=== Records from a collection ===
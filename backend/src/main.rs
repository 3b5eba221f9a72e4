//! Backend entry-point: wires the product pages, session middleware, and
//! health probes.

mod server;

use actix_web::cookie::{Key, SameSite};
use actix_web::web;
use std::env;
use std::net::SocketAddr;
use tracing::{info, warn};
use tracing_subscriber::{EnvFilter, fmt};

use backend::inbound::http::health::HealthState;
use backend::outbound::persistence::{self, DbPool, PoolConfig};
use server::ServerConfig;

/// Application bootstrap.
#[actix_web::main]
async fn main() -> std::io::Result<()> {
    if let Err(e) = fmt()
        .with_env_filter(EnvFilter::from_default_env())
        .json()
        .try_init()
    {
        warn!(error = %e, "tracing init failed");
    }

    let key = load_session_key()?;
    let cookie_secure = env::var("SESSION_COOKIE_SECURE")
        .map(|v| v != "0")
        .unwrap_or(true);

    let bind_addr: SocketAddr = env::var("BIND_ADDR")
        .unwrap_or_else(|_| "0.0.0.0:8080".into())
        .parse()
        .map_err(|e| std::io::Error::other(format!("invalid BIND_ADDR: {e}")))?;

    let database_url = env::var("DATABASE_URL").unwrap_or_else(|_| "products.db".into());
    let pool = DbPool::new(PoolConfig::new(&database_url))
        .map_err(|e| std::io::Error::other(format!("failed to open {database_url}: {e}")))?;
    let mut conn = pool
        .get()
        .map_err(|e| std::io::Error::other(e.to_string()))?;
    persistence::run_migrations(&mut conn).map_err(|e| std::io::Error::other(e.to_string()))?;
    drop(conn);
    info!(database = %database_url, "schema up to date");

    let config =
        ServerConfig::new(key, cookie_secure, SameSite::Lax, bind_addr).with_db_pool(pool);
    info!(addr = %config.bind_addr(), "starting HTTP server");
    let health_state = web::Data::new(HealthState::new());
    server::create_server(health_state, config)?.await
}

/// Load the session signing key, falling back to an ephemeral key in dev.
fn load_session_key() -> std::io::Result<Key> {
    let key_path =
        env::var("SESSION_KEY_FILE").unwrap_or_else(|_| "/var/run/secrets/session_key".into());
    match std::fs::read(&key_path) {
        Ok(bytes) => Ok(Key::derive_from(&bytes)),
        Err(e) => {
            let allow_dev = env::var("SESSION_ALLOW_EPHEMERAL").ok().as_deref() == Some("1");
            if cfg!(debug_assertions) || allow_dev {
                warn!(path = %key_path, error = %e, "using temporary session key (dev only)");
                Ok(Key::generate())
            } else {
                Err(std::io::Error::other(format!(
                    "failed to read session key at {key_path}: {e}"
                )))
            }
        }
    }
}
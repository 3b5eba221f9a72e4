//! HTTP server configuration object and helpers.

use actix_web::cookie::{Key, SameSite};
use backend::outbound::persistence::DbPool;
use std::net::SocketAddr;

/// Builder-style configuration for creating the HTTP server.
pub struct ServerConfig {
    pub(crate) key: Key,
    pub(crate) cookie_secure: bool,
    pub(crate) same_site: SameSite,
    pub(crate) bind_addr: SocketAddr,
    pub(crate) db_pool: Option<DbPool>,
}

impl ServerConfig {
    /// Construct a server configuration using application preferences.
    #[must_use]
    pub fn new(key: Key, cookie_secure: bool, same_site: SameSite, bind_addr: SocketAddr) -> Self {
        Self {
            key,
            cookie_secure,
            same_site,
            bind_addr,
            db_pool: None,
        }
    }

    /// Attach a database connection pool for the persistence adapter.
    ///
    /// Without a pool the server falls back to the in-memory repository,
    /// which loses all records on restart.
    #[must_use]
    pub fn with_db_pool(mut self, pool: DbPool) -> Self {
        self.db_pool = Some(pool);
        self
    }

    /// Return the socket address the server will bind to.
    #[must_use]
    pub fn bind_addr(&self) -> SocketAddr {
        self.bind_addr
    }
}
//! Actix middleware shared across the HTTP surface.

pub mod method_override;
//! Test helpers for inbound HTTP components.

use actix_session::{SessionMiddleware, storage::CookieSessionStore};
use actix_web::cookie::Key;

/// Session middleware for handler tests: fresh key per invocation, `Secure`
/// flag off so plain-HTTP test requests round-trip the cookie.
pub fn test_session_middleware() -> SessionMiddleware<CookieSessionStore> {
    SessionMiddleware::builder(CookieSessionStore::default(), Key::generate())
        .cookie_name("session".to_owned())
        .cookie_secure(false)
        .build()
}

=== Exercise aim ===
A complete, exact transcription of the records is needed.

=== Solution to this task ===
filename backend/src/main.rs
repository 3b5eba221f9a72e4
//! Backend entry-point: wires the product pages, session middleware, and
//! health probes.

mod server;

use actix_web::cookie::{Key, SameSite};
use actix_web::web;
use std::env;
use std::net::SocketAddr;
use tracing::{info, warn};
use tracing_subscriber::{EnvFilter, fmt};

use backend::inbound::http::health::HealthState;
use backend::outbound::persistence::{self, DbPool, PoolConfig};
use server::ServerConfig;

/// Application bootstrap.
#[actix_web::main]
async fn main() -> std::io::Result<()> {
    if let Err(e) = fmt()
        .with_env_filter(EnvFilter::from_default_env())
        .json()
        .try_init()
    {
        warn!(error = %e, "tracing init failed");
    }

    let key = load_session_key()?;
    let cookie_secure = env::var("SESSION_COOKIE_SECURE")
        .map(|v| v != "0")
        .unwrap_or(true);

    let bind_addr: SocketAddr = env::var("BIND_ADDR")
        .unwrap_or_else(|_| "0.0.0.0:8080".into())
        .parse()
        .map_err(|e| std::io::Error::other(format!("invalid BIND_ADDR: {e}")))?;

    let database_url = env::var("DATABASE_URL").unwrap_or_else(|_| "products.db".into());
    let pool = DbPool::new(PoolConfig::new(&database_url))
        .map_err(|e| std::io::Error::other(format!("failed to open {database_url}: {e}")))?;
    let mut conn = pool
        .get()
        .map_err(|e| std::io::Error::other(e.to_string()))?;
    persistence::run_migrations(&mut conn).map_err(|e| std::io::Error::other(e.to_string()))?;
    drop(conn);
    info!(database = %database_url, "schema up to date");

    let config =
        ServerConfig::new(key, cookie_secure, SameSite::Lax, bind_addr).with_db_pool(pool);
    info!(addr = %config.bind_addr(), "starting HTTP server");
    let health_state = web::Data::new(HealthState::new());
    server::create_server(health_state, config)?.await
}

/// Load the session signing key, falling back to an ephemeral key in dev.
fn load_session_key() -> std::io::Result<Key> {
    let key_path =
        env::var("SESSION_KEY_FILE").unwrap_or_else(|_| "/var/run/secrets/session_key".into());
    match std::fs::read(&key_path) {
        Ok(bytes) => Ok(Key::derive_from(&bytes)),
        Err(e) => {
            let allow_dev = env::var("SESSION_ALLOW_EPHEMERAL").ok().as_deref() == Some("1");
            if cfg!(debug_assertions) || allow_dev {
                warn!(path = %key_path, error = %e, "using temporary session key (dev only)");
                Ok(Key::generate())
            } else {
                Err(std::io::Error::other(format!(
                    "failed to read session key at {key_path}: {e}"
                )))
            }
        }
    }
}
repository 3b5eba221f9a72e4
//! HTTP server configuration object and helpers.

use actix_web::cookie::{Key, SameSite};
use backend::outbound::persistence::DbPool;
use std::net::SocketAddr;

/// Builder-style configuration for creating the HTTP server.
pub struct ServerConfig {
    pub(crate) key: Key,
    pub(crate) cookie_secure: bool,
    pub(crate) same_site: SameSite,
    pub(crate) bind_addr: SocketAddr,
    pub(crate) db_pool: Option<DbPool>,
}

impl ServerConfig {
    /// Construct a server configuration using application preferences.
    #[must_use]
    pub fn new(key: Key, cookie_secure: bool, same_site: SameSite, bind_addr: SocketAddr) -> Self {
        Self {
            key,
            cookie_secure,
            same_site,
            bind_addr,
            db_pool: None,
        }
    }

    /// Attach a database connection pool for the persistence adapter.
    ///
    /// Without a pool the server falls back to the in-memory repository,
    /// which loses all records on restart.
    #[must_use]
    pub fn with_db_pool(mut self, pool: DbPool) -> Self {
        self.db_pool = Some(pool);
        self
    }

    /// Return the socket address the server will bind to.
    #[must_use]
    pub fn bind_addr(&self) -> SocketAddr {
        self.bind_addr
    }
}
//! Actix middleware shared across the HTTP surface.

pub mod method_override;
//! Test helpers for inbound HTTP components.

use actix_session::{SessionMiddleware, storage::CookieSessionStore};
use actix_web::cookie::Key;

/// Session middleware for handler tests: fresh key per invocation, `Secure`
/// flag off so plain-HTTP test requests round-trip the cookie.
pub fn test_session_middleware() -> SessionMiddleware<CookieSessionStore> {
    SessionMiddleware::builder(CookieSessionStore::default(), Key::generate())
        .cookie_name("session".to_owned())
        .cookie_secure(false)
        .build()
}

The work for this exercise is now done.